An earthquake hit the Haitian capital city of Port-au-Prince at 4:53 PM on Tuesday. It is feared that the quake will claim a large number of victims, especially because of poorly constructed buildings in Haiti, the Western Hemisphere’s poorest nation.
The 7.0-magnitude quake was centered 10 miles southwest of Port-au-Prince, a city of over 2 million people. The quake was the most powerful to strike Haiti since at least 1770, according to the US Geological Survey (USGS). It was centered only 5 miles underground. Two strong aftershocks, at 5.9 and 5.5 on the Richter scale, followed shortly afterwards.
John Bellini, a USGS geophysicist, told the Wall Street Journal: “With a strong and shallow earthquake like this in such a populated area, it could really cause substantial damage.” He added that 1.8 million people live in the area where the earthquake had the greatest intensity.
Tsunami alerts were issued for Cuba, the Bahamas and much of the Caribbean. The quake was felt in Santo Domingo, the capital of the neighboring Dominican Republic, and as far as eastern Cuba.
A cloud of dust blanketed the city after the quake. A hospital collapsed in the wealthier Pétionville neighborhood of Port-au-Prince, along with a government ministry building, and many private houses fell into ravines. The Guardian reported that rescue efforts were proceeding with “bare hands and improvised tools.”
Cell phone signals, landline telephone communication and electricity were all knocked out in Port-au-Prince. Felix Augustin, Haiti’s consul general in New York, said, “Communication is absolutely impossible. I cannot get through.”
Several charities in Port-au-Prince managed to briefly communicate with international media, reporting widespread devastation. Raphaelle Chenet, administrator of Mercy and Sharing, said, “I saw dead bodies, people are screaming, they are on the street panicking, people are hurt. There are a lot of wounded, broken heads, broken arms… There is no electricity, electric poles are down all over the place.” Chenet also heard explosions that she attributed to ruptured natural gas lines.
Karel Zelenka, representative in Haiti for Catholic Relief Services, described “total disaster and chaos” before his telephone line was cut. He anticipated there would be thousands of dead.

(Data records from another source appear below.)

impl MediaSession {
    pub fn new() -> MediaSession {
        MediaSession {
            state: Mutex::new(State::default()),
            status_listeners: RwLock::new(Vec::new()),
            finished_listeners: RwLock::new(Vec::new()),
        }
    }

    pub fn add_status_listener(&self, listener: Arc<dyn MediaStatusListener>) {
        self.status_listeners.write()
            .unwrap_or_else(PoisonError::into_inner)
            .push(listener);
    }

    pub fn add_finished_listener(&self, listener: Arc<dyn MediaFinishedListener>) {
        self.finished_listeners.write()
            .unwrap_or_else(PoisonError::into_inner)
            .push(listener);
    }

    pub fn status(&self) -> MediaStatus {
        self.lock().status.clone()
    }

    /// Id of the loaded media item, 0 before any status has named one.
    pub fn media_session_id(&self) -> MediaSessionId {
        self.lock().media_session_id
    }

    pub fn latest_request_id(&self) -> RequestId {
        self.lock().latest_request_id
    }

    /// Restore the default status and notify status listeners.
    pub fn reset(&self) {
        let snapshot = {
            let mut state = self.lock();
            *state = State::default();
            state.status.clone()
        };

        self.notify(Notify::Status(snapshot));
    }

    /// Apply one inbound media namespace payload.
    #[named]
    pub fn handle_payload(&self, pd: &PayloadDyn) {
        const METHOD_PATH: &str = method_path!("MediaSession");

        let notify = match pd.typ.as_str() {
            payload::media::MESSAGE_RESPONSE_TYPE_ERROR => self.apply_error(pd),

            payload::media::MESSAGE_RESPONSE_TYPE_MEDIA_STATUS => self.apply_status(pd),

            payload::media::MESSAGE_RESPONSE_TYPE_LOAD_FAILED
            | payload::media::MESSAGE_RESPONSE_TYPE_LOAD_CANCELLED
            | payload::media::MESSAGE_RESPONSE_TYPE_INVALID_PLAYER_STATE
            | payload::media::MESSAGE_RESPONSE_TYPE_INVALID_REQUEST => {
                let reply = pd.typed::<payload::media::RequestErrorReply>()
                              .unwrap_or_default();
                tracing::warn!(target: METHOD_PATH,
                               typ = pd.typ,
                               request_id = ?pd.request_id,
                               reason = reply.reason,
                               "media request rejected");
                Notify::Nothing
            },

            _ => Notify::Nothing,
        };

        self.notify(notify);
    }

    #[named]
    fn apply_error(&self, pd: &PayloadDyn) -> Notify {
        let reply = match pd.typed::<payload::media::ErrorReply>() {
            Ok(r) => r,
            Err(err) => {
                tracing::warn!(target: method_path!("MediaSession"),
                               ?err,
                               payload = %pd.inner,
                               "malformed media error");
                payload::media::ErrorReply::default()
            },
        };

        let mut state = self.lock();
        if let Some(code) = reply.detailed_error_code {
            state.status.cast_error_code = code;
        }

        tracing::info!(target: method_path!("MediaSession"),
                       cast_error_code = state.status.cast_error_code,
                       reason = reply.reason,
                       "media error");

        Notify::Status(state.status.clone())
    }

    #[named]
    fn apply_status(&self, pd: &PayloadDyn) -> Notify {
        const METHOD_PATH: &str = method_path!("MediaSession");

        let status = match pd.typed::<payload::media::Status>() {
            Ok(s) => s,
            Err(err) => {
                tracing::warn!(target: METHOD_PATH,
                               ?err,
                               payload = %pd.inner,
                               "malformed media status");
                return Notify::Nothing;
            },
        };

        let Some(entry) = status.status.into_iter().next() else {
            return Notify::Nothing;
        };

        let mut state = self.lock();
        let was_finished = state.status.idle_reason == IdleReason::Finished;

        let st = &mut state.status;
        st.player_state = PlayerState::from_protocol(entry.player_state.as_deref().unwrap_or(""));
        st.idle_reason = match st.player_state {
            PlayerState::Idle => entry.idle_reason.as_deref()
                                      .map(IdleReason::from_protocol)
                                      .unwrap_or(IdleReason::Unknown),
            _ => IdleReason::Unknown,
        };
        st.cast_error_code = 0;

        if let Some(current_time) = entry.current_time {
            st.current_time = current_time;
        }

        if let Some(media) = entry.media {
            if let Some(duration) = media.duration {
                st.duration = duration;
            }
            if let Some(content_id) = media.content_id {
                st.content_id = content_id;
            }
        }

        if let Some(range) = entry.live_seekable_range {
            if let Some(start) = range.start {
                st.seek_range_start = start;
            }
            if let Some(end) = range.end {
                st.seek_range_end = end;
            }
            if let Some(is_live_done) = range.is_live_done {
                st.stream_is_finished = is_live_done;
            }
        }

        let is_finished = st.idle_reason == IdleReason::Finished;

        if let Some(id) = entry.media_session_id {
            state.media_session_id = id;
        }

        let request_id = pd.request_id_or_broadcast();
        if request_id.is_rpc() {
            state.latest_request_id = request_id;
        }

        tracing::debug!(target: METHOD_PATH,
                        media_session_id = state.media_session_id,
                        request_id = %state.latest_request_id,
                        status = ?state.status,
                        "media status");

        let snapshot = state.status.clone();

        if is_finished && !was_finished {
            Notify::FinishedAndStatus(snapshot)
        } else {
            Notify::Status(snapshot)
        }
    }

    /// Runs with no lock held.
    fn notify(&self, notify: Notify) {
        let snapshot = match notify {
            Notify::Nothing => return,
            Notify::Status(s) => s,
            Notify::FinishedAndStatus(s) => {
                let finished = self.finished_listeners.read()
                                   .unwrap_or_else(PoisonError::into_inner)
                                   .clone();
                for listener in finished {
                    listener.on_media_finished();
                }
                s
            },
        };

        let listeners = self.status_listeners.read()
                            .unwrap_or_else(PoisonError::into_inner)
                            .clone();
        for listener in listeners {
            listener.on_media_status_update(&snapshot);
        }
    }

    fn lock(&self) -> MutexGuard<'_, State> {
        self.state.lock().unwrap_or_else(PoisonError::into_inner)
    }
}

impl Default for MediaSession {
    fn default() -> MediaSession {
        MediaSession::new()
    }
}

impl MessageHandler for MediaSession {
    fn namespace(&self) -> NamespaceConst {
        payload::media::CHANNEL_NAMESPACE
    }

    #[named]
    fn on_message(&self, msg: &CastMessage) -> Option<CastMessage> {
        match PayloadDyn::from_message(msg) {
            Ok(pd) => self.handle_payload(&pd),
            Err(err) => tracing::warn!(target: method_path!("MediaSession"),
                                       ?err, ?msg,
                                       "error parsing media payload"),
        }
        None
    }
}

Philip J. Crowley, a senior US State Department spokesman, said US embassy personnel reported “widespread damage,” including heavy damage to Haiti’s presidential palace. He said US officials were planning assistance to Haiti.
The US Southern Command, which oversees US military operations in the Caribbean and Latin America, said its personnel were assessing what aid might be required.

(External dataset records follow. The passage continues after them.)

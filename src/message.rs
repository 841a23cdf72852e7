use crate::types::{EndpointId, Namespace};
use std::fmt::{self, Debug};

/// Longest prefix of a JSON payload shown by `Debug`.
const DEBUG_PREVIEW_LEN: usize = 120;

#[derive(Clone, Eq, PartialEq)]
pub enum CastMessagePayload {
    /// JSON text; every namespace this crate speaks uses it.
    String(String),
    Binary(Vec<u8>),
}

/// One frame of the protocol, addressed from one endpoint to another within a namespace.
#[derive(Clone, Debug, Eq, PartialEq)]
pub struct CastMessage {
    /// e.g. `urn:x-cast:com.google.cast.media`
    pub namespace: Namespace,
    pub source: EndpointId,
    pub destination: EndpointId,
    pub payload: CastMessagePayload,
}

impl CastMessage {
    pub fn new(namespace: impl Into<Namespace>,
               source: impl Into<EndpointId>,
               destination: impl Into<EndpointId>,
               payload: impl Into<CastMessagePayload>)
    -> CastMessage
    {
        CastMessage {
            namespace: namespace.into(),
            source: source.into(),
            destination: destination.into(),
            payload: payload.into(),
        }
    }

    /// The JSON text of a string payload, `None` for binary payloads.
    pub fn payload_str(&self) -> Option<&str> {
        match &self.payload {
            CastMessagePayload::String(s) => Some(s.as_str()),
            CastMessagePayload::Binary(_) => None,
        }
    }
}

impl From<String> for CastMessagePayload {
    fn from(s: String) -> CastMessagePayload {
        CastMessagePayload::String(s)
    }
}

impl From<&str> for CastMessagePayload {
    fn from(s: &str) -> CastMessagePayload {
        CastMessagePayload::String(s.to_string())
    }
}

impl From<Vec<u8>> for CastMessagePayload {
    fn from(b: Vec<u8>) -> CastMessagePayload {
        CastMessagePayload::Binary(b)
    }
}

impl Debug for CastMessagePayload {
    fn fmt(&self, f: &mut fmt::Formatter) -> fmt::Result {
        match self {
            CastMessagePayload::String(s) => {
                let end = s.char_indices()
                           .map(|(i, _)| i)
                           .nth(DEBUG_PREVIEW_LEN)
                           .unwrap_or(s.len());
                f.debug_struct("String")
                 .field("len", &s.len())
                 .field("json", &&s[..end])
                 .finish()
            },
            CastMessagePayload::Binary(b) => {
                f.debug_struct("Binary")
                 .field("len", &b.len())
                 .finish_non_exhaustive()
            },
        }
    }
}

Given evidence that there has been severe damage to buildings in wealthy neighborhoods, it appears all the more likely that the earthquake will have devastated fragile shanties in poorer neighborhoods of Port-au-Prince. The CIA World Factbook states that 80 percent of Haitians live in poverty, and 54 percent live in “abject poverty.”
On its web site, the Organization of American States (OAS) stated: “Among the numerous factors explaining the extent of the loss of lives and goods are the absence of land use zoning and building guidelines, and comprehensive enforcement mechanisms.” The OAS added that Haiti has no national building codes.
Former US ambassador to Haiti Timothy Carney told CNN that Port-au-Prince was “particularly at risk because it grew rapidly from a population of about 250,000 in the mid-1950s to more than 2 million today, all with little oversight.”
Carney said that many people arriving in Port-au-Prince lived in shanties, not concrete structures. He added: “My fear is that they all fell down.”